PROBLEM STATEMENT
Lines from the records below that contain the word "prefixes" are to be copied out.

[Saved data entries]
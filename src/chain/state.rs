//! Chain slot storage
//!
//! Dependencies are strictly sequential, so the only legal slot combinations
//! are prefixes of the canonical order Data, Claim, Warrant, Backing, Rebuttal,
//! Qualifier, Verdict. [`ChainState`] has one variant per prefix; a Backing
//! without a Warrant cannot be represented.
//!
//! [`ChainSlots`] is the open form (seven optionals) used to build a state.
//! Converting slots to a state is the single place dependency invariants are
//! enforced.

use crate::components::{
    Backing, Claim, Component, ComponentKind, Data, Qualifier, Rebuttal, Verdict, Warrant,
};
use crate::error::{ToulminError, ToulminResult};

/// Phase One pair
#[derive(Debug, Clone, PartialEq, Eq)]
pub(crate) struct Grounds {
    pub data: Data,
    pub claim: Claim,
}

/// Phase Two pair
#[derive(Debug, Clone, PartialEq, Eq)]
pub(crate) struct Bridge {
    pub warrant: Warrant,
    pub backing: Backing,
}

/// Phase Three pair
#[derive(Debug, Clone, PartialEq, Eq)]
pub(crate) struct Challenge {
    pub rebuttal: Rebuttal,
    pub qualifier: Qualifier,
}

#[derive(Debug, Clone, PartialEq, Eq, Default)]
pub(crate) enum ChainState {
    #[default]
    Empty,
    Grounded(Data),
    Asserted(Grounds),
    Warranted(Grounds, Warrant),
    Backed(Grounds, Bridge),
    Rebutted(Grounds, Bridge, Rebuttal),
    Qualified(Grounds, Bridge, Challenge),
    Complete(Grounds, Bridge, Challenge, Verdict),
}

/// Open, unchecked form of a chain's seven slots.
#[derive(Debug, Clone, Default, PartialEq, Eq)]
pub struct ChainSlots {
    pub data: Option<Data>,
    pub claim: Option<Claim>,
    pub warrant: Option<Warrant>,
    pub backing: Option<Backing>,
    pub rebuttal: Option<Rebuttal>,
    pub qualifier: Option<Qualifier>,
    pub verdict: Option<Verdict>,
}

impl ChainSlots {
    /// Places `component` in its slot, replacing any previous occupant.
    pub fn set(&mut self, component: Component) {
        match component {
            Component::Data(v) => self.data = Some(v),
            Component::Claim(v) => self.claim = Some(v),
            Component::Warrant(v) => self.warrant = Some(v),
            Component::Backing(v) => self.backing = Some(v),
            Component::Rebuttal(v) => self.rebuttal = Some(v),
            Component::Qualifier(v) => self.qualifier = Some(v),
            Component::Verdict(v) => self.verdict = Some(v),
        }
    }

    pub fn with(mut self, component: impl Into<Component>) -> Self {
        self.set(component.into());
        self
    }

    pub fn has(&self, kind: ComponentKind) -> bool {
        match kind {
            ComponentKind::Data => self.data.is_some(),
            ComponentKind::Claim => self.claim.is_some(),
            ComponentKind::Warrant => self.warrant.is_some(),
            ComponentKind::Backing => self.backing.is_some(),
            ComponentKind::Rebuttal => self.rebuttal.is_some(),
            ComponentKind::Qualifier => self.qualifier.is_some(),
            ComponentKind::Verdict => self.verdict.is_some(),
        }
    }

    /// Prerequisites of `kind` absent from these slots, in canonical order
    pub fn missing_prerequisites(&self, kind: ComponentKind) -> Vec<ComponentKind> {
        kind.prerequisites()
            .iter()
            .copied()
            .filter(|pre| !self.has(*pre))
            .collect()
    }

    /// First dependency violation, checked in canonical order.
    pub fn check_dependencies(&self) -> ToulminResult<()> {
        for &kind in <ComponentKind as crate::components::Vocabulary>::ALL {
            if !self.has(kind) {
                continue;
            }
            let missing = self.missing_prerequisites(kind);
            if !missing.is_empty() {
                return Err(dependency_error(kind, &missing));
            }
        }
        Ok(())
    }
}

pub(crate) fn dependency_error(kind: ComponentKind, missing: &[ComponentKind]) -> ToulminError {
    ToulminError::dependency(
        kind.title(),
        missing.iter().map(|m| m.title().to_string()).collect(),
    )
}

impl ChainState {
    /// Builds the state for a set of slots.
    ///
    /// # Errors
    ///
    /// Returns TOULMIN_MISSING_DEPENDENCY naming the first component whose
    /// prerequisites are absent.
    pub fn from_slots(slots: ChainSlots) -> ToulminResult<Self> {
        slots.check_dependencies()?;

        let ChainSlots {
            data,
            claim,
            warrant,
            backing,
            rebuttal,
            qualifier,
            verdict,
        } = slots;

        use ChainState::*;
        let state = match (data, claim, warrant, backing, rebuttal, qualifier, verdict) {
            (None, None, None, None, None, None, None) => Empty,
            (Some(data), None, None, None, None, None, None) => Grounded(data),
            (Some(data), Some(claim), None, None, None, None, None) => {
                Asserted(Grounds { data, claim })
            }
            (Some(data), Some(claim), Some(warrant), None, None, None, None) => {
                Warranted(Grounds { data, claim }, warrant)
            }
            (Some(data), Some(claim), Some(warrant), Some(backing), None, None, None) => {
                Backed(Grounds { data, claim }, Bridge { warrant, backing })
            }
            (Some(data), Some(claim), Some(warrant), Some(backing), Some(rebuttal), None, None) => {
                Rebutted(Grounds { data, claim }, Bridge { warrant, backing }, rebuttal)
            }
            (
                Some(data),
                Some(claim),
                Some(warrant),
                Some(backing),
                Some(rebuttal),
                Some(qualifier),
                None,
            ) => Qualified(
                Grounds { data, claim },
                Bridge { warrant, backing },
                Challenge { rebuttal, qualifier },
            ),
            (
                Some(data),
                Some(claim),
                Some(warrant),
                Some(backing),
                Some(rebuttal),
                Some(qualifier),
                Some(verdict),
            ) => Complete(
                Grounds { data, claim },
                Bridge { warrant, backing },
                Challenge { rebuttal, qualifier },
                verdict,
            ),
            // check_dependencies admits only prefixes
            _ => {
                return Err(ToulminError::dependency(
                    "chain",
                    vec!["a contiguous prefix of components".to_string()],
                ))
            }
        };
        Ok(state)
    }

    /// Reopens the state into its slots.
    pub fn into_slots(self) -> ChainSlots {
        let mut slots = ChainSlots::default();
        let (grounds, bridge, challenge, verdict) = match self {
            ChainState::Empty => return slots,
            ChainState::Grounded(data) => {
                slots.data = Some(data);
                return slots;
            }
            ChainState::Asserted(g) => (g, None, None, None),
            ChainState::Warranted(g, warrant) => {
                slots.warrant = Some(warrant);
                (g, None, None, None)
            }
            ChainState::Backed(g, b) => (g, Some(b), None, None),
            ChainState::Rebutted(g, b, rebuttal) => {
                slots.rebuttal = Some(rebuttal);
                (g, Some(b), None, None)
            }
            ChainState::Qualified(g, b, c) => (g, Some(b), Some(c), None),
            ChainState::Complete(g, b, c, v) => (g, Some(b), Some(c), Some(v)),
        };

        slots.data = Some(grounds.data);
        slots.claim = Some(grounds.claim);
        if let Some(bridge) = bridge {
            slots.warrant = Some(bridge.warrant);
            slots.backing = Some(bridge.backing);
        }
        if let Some(challenge) = challenge {
            slots.rebuttal = Some(challenge.rebuttal);
            slots.qualifier = Some(challenge.qualifier);
        }
        slots.verdict = verdict;
        slots
    }

    pub fn data(&self) -> Option<&Data> {
        match self {
            ChainState::Empty => None,
            ChainState::Grounded(data) => Some(data),
            _ => self.grounds().map(|g| &g.data),
        }
    }

    pub fn claim(&self) -> Option<&Claim> {
        self.grounds().map(|g| &g.claim)
    }

    pub fn warrant(&self) -> Option<&Warrant> {
        match self {
            ChainState::Warranted(_, warrant) => Some(warrant),
            _ => self.bridge().map(|b| &b.warrant),
        }
    }

    pub fn backing(&self) -> Option<&Backing> {
        self.bridge().map(|b| &b.backing)
    }

    pub fn rebuttal(&self) -> Option<&Rebuttal> {
        match self {
            ChainState::Rebutted(_, _, rebuttal) => Some(rebuttal),
            _ => self.challenge().map(|c| &c.rebuttal),
        }
    }

    pub fn qualifier(&self) -> Option<&Qualifier> {
        self.challenge().map(|c| &c.qualifier)
    }

    pub fn verdict(&self) -> Option<&Verdict> {
        match self {
            ChainState::Complete(_, _, _, verdict) => Some(verdict),
            _ => None,
        }
    }

    fn grounds(&self) -> Option<&Grounds> {
        match self {
            ChainState::Empty | ChainState::Grounded(_) => None,
            ChainState::Asserted(g)
            | ChainState::Warranted(g, _)
            | ChainState::Backed(g, _)
            | ChainState::Rebutted(g, _, _)
            | ChainState::Qualified(g, _, _)
            | ChainState::Complete(g, _, _, _) => Some(g),
        }
    }

    fn bridge(&self) -> Option<&Bridge> {
        match self {
            ChainState::Backed(_, b)
            | ChainState::Rebutted(_, b, _)
            | ChainState::Qualified(_, b, _)
            | ChainState::Complete(_, b, _, _) => Some(b),
            _ => None,
        }
    }

    fn challenge(&self) -> Option<&Challenge> {
        match self {
            ChainState::Qualified(_, _, c) | ChainState::Complete(_, _, c, _) => Some(c),
            _ => None,
        }
    }

    /// Progress marker, 0 through 4.
    ///
    /// A half-filled phase reports the previous phase, so the value never
    /// decreases as components arrive in canonical order.
    pub fn phase(&self) -> u8 {
        match self {
            ChainState::Empty | ChainState::Grounded(_) => 0,
            ChainState::Asserted(_) | ChainState::Warranted(..) => 1,
            ChainState::Backed(..) | ChainState::Rebutted(..) => 2,
            ChainState::Qualified(..) => 3,
            ChainState::Complete(..) => 4,
        }
    }

    /// Number of populated slots
    pub fn depth(&self) -> usize {
        match self {
            ChainState::Empty => 0,
            ChainState::Grounded(_) => 1,
            ChainState::Asserted(_) => 2,
            ChainState::Warranted(..) => 3,
            ChainState::Backed(..) => 4,
            ChainState::Rebutted(..) => 5,
            ChainState::Qualified(..) => 6,
            ChainState::Complete(..) => 7,
        }
    }
}
//! Component schemas for the Toulmin chain
//!
//! Seven typed records (Data, Claim, Warrant, Backing, Rebuttal, Qualifier,
//! Verdict) plus the shared Citation and StrengthLevel types.
//!
//! # Design Principles
//!
//! - Records are immutable and only exist in a validated state
//! - Validation fails closed with the offending field named
//! - No coercion between JSON types
//! - Strength is a closed ordered enum, never a free string
//! - Validation never reads policy

mod reader;
mod records;
mod types;
mod validator;

pub use records::{
    Backing, Citation, Claim, Component, Data, Qualifier, Rebuttal, Verdict, Warrant,
    BACKING_AUTHORITY_CHARS, CLAIM_STATEMENT_CHARS, EDGE_CASE_MIN_CHARS, FACT_MIN_CHARS,
    FINAL_STATEMENT_CHARS, RATIONALE_CHARS, REASONING_CHARS, VERDICT_MIN_COMPONENT_REFERENCES,
    WARRANT_PRESUMED_GENERAL_CHARS, WARRANT_PRINCIPLE_CHARS,
};
pub(crate) use records::excerpt;
pub use types::{
    ClaimScope, ComponentKind, EvidenceType, LogicType, QualifierDegree, StrengthLevel,
    VerdictStatus, Vocabulary,
};
pub use validator::{validate_component, validate_value};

PROBLEM SOLUTION
//! are prefixes of the canonical order Data, Claim, Warrant, Backing, Rebuttal,
            // check_dependencies admits only prefixes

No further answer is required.